Keith & Faith Taylor Equine Scholarship recipient Alice Jeffries gives an update on her time at the Irish National Stud.
Since my last update, I have spent three out of the previous five weeks in the foaling unit during the day.
I have enjoyed these weeks as it has been very busy as the farm has already foaled down 160 mares, and it's always exciting to come into the yard every morning and see which mares have foaled overnight. I have enjoyed being in this yard as I have got to further my foaling experience, however, my favourite part has been the vetting at the beginning of each day to check the mares after foaling and the newborn foals. This is helping me learn so much about different conformation faults and warning signs within newborn foals.
During the morning checks, the vet will look at the foal's eye, gums, neck, ribs, navel and conformation, as well as take blood for the foal’s IgG test after 12 hours of life. They will also check the mare's gums, heart rate and temperature to check that she has come through the foaling safe and sound. It was great to have the vets explain what they were doing and why they were doing it to improve our understanding.

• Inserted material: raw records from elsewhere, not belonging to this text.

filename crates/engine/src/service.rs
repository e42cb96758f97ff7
//! Journal mutations and balance reads.
//!
//! Every mutation validates first, persists atomically, then schedules
//! rebuilds for the touched accounts from the earliest affected date.
//! Balance reads serve the running-balance cache and fall back to a cold
//! fold when the cache has not caught up; they never wait on the queue.

use std::collections::HashSet;
use std::sync::Arc;

use chrono::{DateTime, Utc};
use rust_decimal::Decimal;
use serde::{Deserialize, Serialize};
use tracing::info;

use tally_core::{
    Journal, JournalLegDraft, LedgerError, TransactionLeg, validate_legs,
};
use tally_shared::types::{AccountId, JournalId};
use tally_store::{LedgerStore, NewLeg};

use crate::queue::RebuildQueue;
use crate::rebuilder::cold_balance;

/// Input for creating or updating a journal.
#[derive(Debug, Clone, Serialize, Deserialize)]
pub struct CreateJournalInput {
    /// Human-readable description.
    pub description: String,
    /// Date of the economic event; legs without their own date inherit it.
    pub journal_date: DateTime<Utc>,
    /// Journal currency all legs are normalized against.
    pub currency: String,
    /// The proposed legs.
    pub legs: Vec<JournalLegDraft>,
}

/// An account balance as served to callers.
#[derive(Debug, Clone, Copy, PartialEq, Eq, Serialize)]
pub struct AccountBalanceView {
    /// The balance, from cache when available.
    pub balance: Decimal,
    /// Number of active legs contributing to the balance.
    pub transaction_count: usize,
}

/// Journal create/update/delete and balance reads.
#[derive(Clone)]
pub struct LedgerService {
    store: Arc<dyn LedgerStore>,
    queue: RebuildQueue,
}

impl LedgerService {
    /// Creates the service over a store and rebuild queue.
    #[must_use]
    pub fn new(store: Arc<dyn LedgerStore>, queue: RebuildQueue) -> Self {
        Self { store, queue }
    }

    /// Validates and persists a new journal, then schedules rebuilds for
    /// every touched account.
    ///
    /// # Errors
    ///
    /// Validation errors surface before any write. `UnknownCurrency` when
    /// the journal currency has no precision entry, `AccountNotFound` when
    /// a leg references a missing or deleted account.
    pub async fn create_journal(
        &self,
        input: CreateJournalInput,
    ) -> Result<(Journal, Vec<TransactionLeg>), LedgerError> {
        let precision = self.precision_for(&input.currency).await?;
        validate_legs(&input.legs, precision)?;
        self.verify_accounts_exist(&input.legs).await?;

        let journal = Journal::new(&input.description, input.journal_date, &input.currency);
        let new_legs = Self::to_new_legs(input.legs, input.journal_date)?;

        let (journal, legs) = self.store.create_journal(journal, new_legs).await?;
        info!(journal_id = %journal.id, legs = legs.len(), "journal created");

        self.schedule_rebuilds(&legs).await;
        Ok((journal, legs))
    }

    /// Validates replacement legs and atomically swaps a journal's legs,
    /// then schedules rebuilds across the union of old and new accounts
    /// from the earliest affected date.
    ///
    /// # Errors
    ///
    /// `JournalNotFound` when the journal is missing or deleted; the same
    /// validation errors as [`LedgerService::create_journal`].
    pub async fn update_journal(
        &self,
        journal_id: JournalId,
        input: CreateJournalInput,
    ) -> Result<(Journal, Vec<TransactionLeg>), LedgerError> {
        let existing = self
            .store
            .journal(journal_id)
            .await?
            .filter(|j| j.deleted_at.is_none())
            .ok_or(LedgerError::JournalNotFound(journal_id))?;

        let precision = self.precision_for(&input.currency).await?;
        validate_legs(&input.legs, precision)?;
        self.verify_accounts_exist(&input.legs).await?;

        let journal = Journal {
            description: input.description,
            journal_date: input.journal_date,
            currency: input.currency,
            ..existing
        };
        let new_legs = Self::to_new_legs(input.legs, journal.journal_date)?;

        let replaced = self.store.replace_journal_legs(journal.clone(), new_legs).await?;
        info!(
            journal_id = %journal.id,
            old_legs = replaced.old.len(),
            new_legs = replaced.new.len(),
            "journal updated"
        );

        // the old legs' accounts need their chains redone even if the new
        // legs no longer touch them
        let affected: Vec<&TransactionLeg> =
            replaced.old.iter().chain(replaced.new.iter()).collect();
        self.schedule_rebuilds(affected).await;
        Ok((journal, replaced.new))
    }

    /// Soft-deletes a journal and schedules rebuilds for its accounts.
    ///
    /// # Errors
    ///
    /// `JournalNotFound` when the journal is missing or already deleted.
    pub async fn delete_journal(&self, journal_id: JournalId) -> Result<(), LedgerError> {
        let legs = self.store.soft_delete_journal(journal_id).await?;
        info!(journal_id = %journal_id, legs = legs.len(), "journal deleted");
        self.schedule_rebuilds(&legs).await;
        Ok(())
    }

    /// Returns an account's balance, preferring the running-balance cache.
    ///
    /// With `as_of`, only legs dated at or before the cutoff contribute.
    /// When the cache tail is unset (a rebuild has not caught up yet) the
    /// balance is folded cold from the same legs; the read never waits on
    /// the rebuild queue.
    ///
    /// # Errors
    ///
    /// `AccountNotFound` when the account does not exist.
    pub async fn get_account_balance(
        &self,
        account_id: AccountId,
        as_of: Option<DateTime<Utc>>,
    ) -> Result<AccountBalanceView, LedgerError> {
        let account = self
            .store
            .account(account_id)
            .await?
            .ok_or(LedgerError::AccountNotFound(account_id))?;

        let legs = self.store.active_legs_for_account(account_id).await?;
        let visible: Vec<&TransactionLeg> = legs
            .iter()
            .filter(|l| as_of.is_none_or(|t| l.transaction_date <= t))
            .collect();

        let balance = match visible.last().map(|l| l.running_balance) {
            Some(Some(cached)) => cached,
            Some(None) => cold_balance(
                visible.iter().copied(),
                account.account_type,
                account.precision,
            ),
            None => Decimal::ZERO,
        };

        Ok(AccountBalanceView {
            balance,
            transaction_count: visible.len(),
        })
    }

    async fn precision_for(&self, currency: &str) -> Result<u32, LedgerError> {
        self.store
            .currency(currency)
            .await?
            .map(|c| c.precision)
            .ok_or_else(|| LedgerError::UnknownCurrency(currency.to_string()))
    }

    async fn verify_accounts_exist(&self, legs: &[JournalLegDraft]) -> Result<(), LedgerError> {
        for account_id in legs.iter().filter_map(|l| l.account_id) {
            let exists = self
                .store
                .account(account_id)
                .await?
                .is_some_and(|a| a.is_active());
            if !exists {
                return Err(LedgerError::AccountNotFound(account_id));
            }
        }
        Ok(())
    }

    fn to_new_legs(
        legs: Vec<JournalLegDraft>,
        journal_date: DateTime<Utc>,
    ) -> Result<Vec<NewLeg>, LedgerError> {
        legs.into_iter()
            .map(|draft| {
                Ok(NewLeg {
                    account_id: draft.account_id.ok_or(LedgerError::MissingLegAccount)?,
                    amount: draft.amount,
                    direction: draft.direction,
                    currency: draft.currency,
                    exchange_rate: draft.exchange_rate,
                    transaction_date: draft.transaction_date.unwrap_or(journal_date),
                })
            })
            .collect()
    }

    /// Enqueues a rebuild for every account the legs touch, from the
    /// earliest affected leg date.
    async fn schedule_rebuilds<'a>(&self, legs: impl IntoIterator<Item = &'a TransactionLeg>) {
        let mut accounts: HashSet<AccountId> = HashSet::new();
        let mut from_date: Option<DateTime<Utc>> = None;
        for leg in legs {
            accounts.insert(leg.account_id);
            if from_date.is_none_or(|d| leg.transaction_date < d) {
                from_date = Some(leg.transaction_date);
            }
        }
        if let Some(from_date) = from_date {
            self.queue.enqueue_many(accounts, from_date).await;
        }
    }
}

I also spent a week in Murphy and Minoru yards which are home to pregnant mares who are about to head up to the foaling unit and also some quarantine mares. It was a reasonably straightforward week in Murphy’s as the mares got turned out in the morning and brought back in later in the day. The Minoru yard was home to some quarantine mares who had recently returned from sales and came over from France and were quarantined for two weeks. This was a good experience because I was introduced to different procedures that occur during this period and the different tests they need to pass before they can go into other yards.
Also, I spent four days on night watch, where we only foaled six foals as it was pretty cold and snowed on two nights. It was great to get some further foaling experience, as I didn't get any foals on my first round of night watch. Each foaling and aftercare was different, so it broadened my knowledge as we had to do something slightly different for each foaling.

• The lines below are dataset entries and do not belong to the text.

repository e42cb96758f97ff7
//! Common types used across the application.

pub mod id;

pub use id::*;
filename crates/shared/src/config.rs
//! Application configuration management.

use serde::Deserialize;

/// Application configuration.
#[derive(Debug, Clone, Default, Deserialize)]
pub struct AppConfig {
    /// Ledger configuration.
    #[serde(default)]
    pub ledger: LedgerConfig,
    /// Rebuild queue configuration.
    #[serde(default)]
    pub queue: QueueConfig,
    /// Exchange rate service configuration.
    #[serde(default)]
    pub rates: RatesConfig,
}

/// Ledger configuration.
#[derive(Debug, Clone, Deserialize)]
pub struct LedgerConfig {
    /// Base currency used for seeding the default chart of accounts.
    #[serde(default = "default_base_currency")]
    pub base_currency: String,
}

impl Default for LedgerConfig {
    fn default() -> Self {
        Self {
            base_currency: default_base_currency(),
        }
    }
}

fn default_base_currency() -> String {
    "USD".to_string()
}

/// Rebuild queue configuration.
#[derive(Debug, Clone, Deserialize)]
pub struct QueueConfig {
    /// Debounce window before a batch is drawn, in milliseconds.
    #[serde(default = "default_debounce_ms")]
    pub debounce_ms: u64,
    /// Maximum number of accounts rebuilt per batch.
    #[serde(default = "default_batch_size")]
    pub batch_size: usize,
    /// Maximum retry attempts before an account is abandoned.
    #[serde(default = "default_retry_limit")]
    pub retry_limit: u32,
    /// Base delay for linear retry backoff, in milliseconds.
    #[serde(default = "default_retry_base_delay_ms")]
    pub retry_base_delay_ms: u64,
}

impl Default for QueueConfig {
    fn default() -> Self {
        Self {
            debounce_ms: default_debounce_ms(),
            batch_size: default_batch_size(),
            retry_limit: default_retry_limit(),
            retry_base_delay_ms: default_retry_base_delay_ms(),
        }
    }
}

fn default_debounce_ms() -> u64 {
    250
}

fn default_batch_size() -> usize {
    8
}

fn default_retry_limit() -> u32 {
    3
}

fn default_retry_base_delay_ms() -> u64 {
    1000
}

/// Exchange rate service configuration.
#[derive(Debug, Clone, Deserialize)]
pub struct RatesConfig {
    /// Time-to-live for a cached rate table, in seconds.
    #[serde(default = "default_rates_ttl_secs")]
    pub ttl_secs: u64,
    /// Base URL of the remote rate provider.
    #[serde(default = "default_provider_url")]
    pub provider_url: String,
}

impl Default for RatesConfig {
    fn default() -> Self {
        Self {
            ttl_secs: default_rates_ttl_secs(),
            provider_url: default_provider_url(),
        }
    }
}

fn default_rates_ttl_secs() -> u64 {
    3600 // 1 hour
}

fn default_provider_url() -> String {
    "https://api.frankfurter.dev/v1/latest".to_string()
}

impl AppConfig {
    /// Loads configuration from environment and config files.
    ///
    /// # Errors
    ///
    /// Returns an error if configuration cannot be loaded.
    pub fn load() -> Result<Self, config::ConfigError> {
        dotenvy::dotenv().ok();
        let run_mode = std::env::var("RUN_MODE").unwrap_or_else(|_| "development".to_string());

        let config = config::Config::builder()
            .add_source(config::File::with_name("config/default").required(false))
            .add_source(config::File::with_name(&format!("config/{run_mode}")).required(false))
            .add_source(config::Environment::with_prefix("TALLY").separator("__"))
            .build()?;

        config.try_deserialize()
    }
}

Over the past month, we have had many different lectures with the usual topics for our modules, however, we have had some interesting guest lectures over this time. Tom Wilson from Racing2, which is a data analysis company to assist when purchasing thoroughbreds. This was interesting because he talked about all the different data points he would look at when buying or recommending horses. Another interesting lecture came from Alan Creighton, the head of biosecurity for the Irish Equine Center. In this lecture, he talked about different practices for keeping disease down on a farm and the ideal set-up of a farm and barns.

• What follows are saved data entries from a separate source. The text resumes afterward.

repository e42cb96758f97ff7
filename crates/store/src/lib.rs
//! Ledger store: the persistence boundary of the consistency engine.
//!
//! The engine talks to [`LedgerStore`] only. Every balance computation goes
//! through the store's active-legs view, so the soft-delete/status filter
//! lives in exactly one place. [`MemoryLedgerStore`] is the shipped
//! implementation; a database-backed adapter would implement the same trait.

pub mod memory;
pub mod store;

pub use memory::MemoryLedgerStore;
pub use store::{LedgerStore, NewLeg, ReplacedLegs};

We are currently completing a group assignment on a negative perception within the thoroughbred industry and an individual assignment on how we can attract and retain a younger demographic within the industry.
This week I am in Kildare yard, where the mares and foals go once they have left the foaling unit. This will involve teasing the mares from six days after foaling and teaching the newborn foals to lead. I am looking forward to this week as I have limited experience handling newborn foals.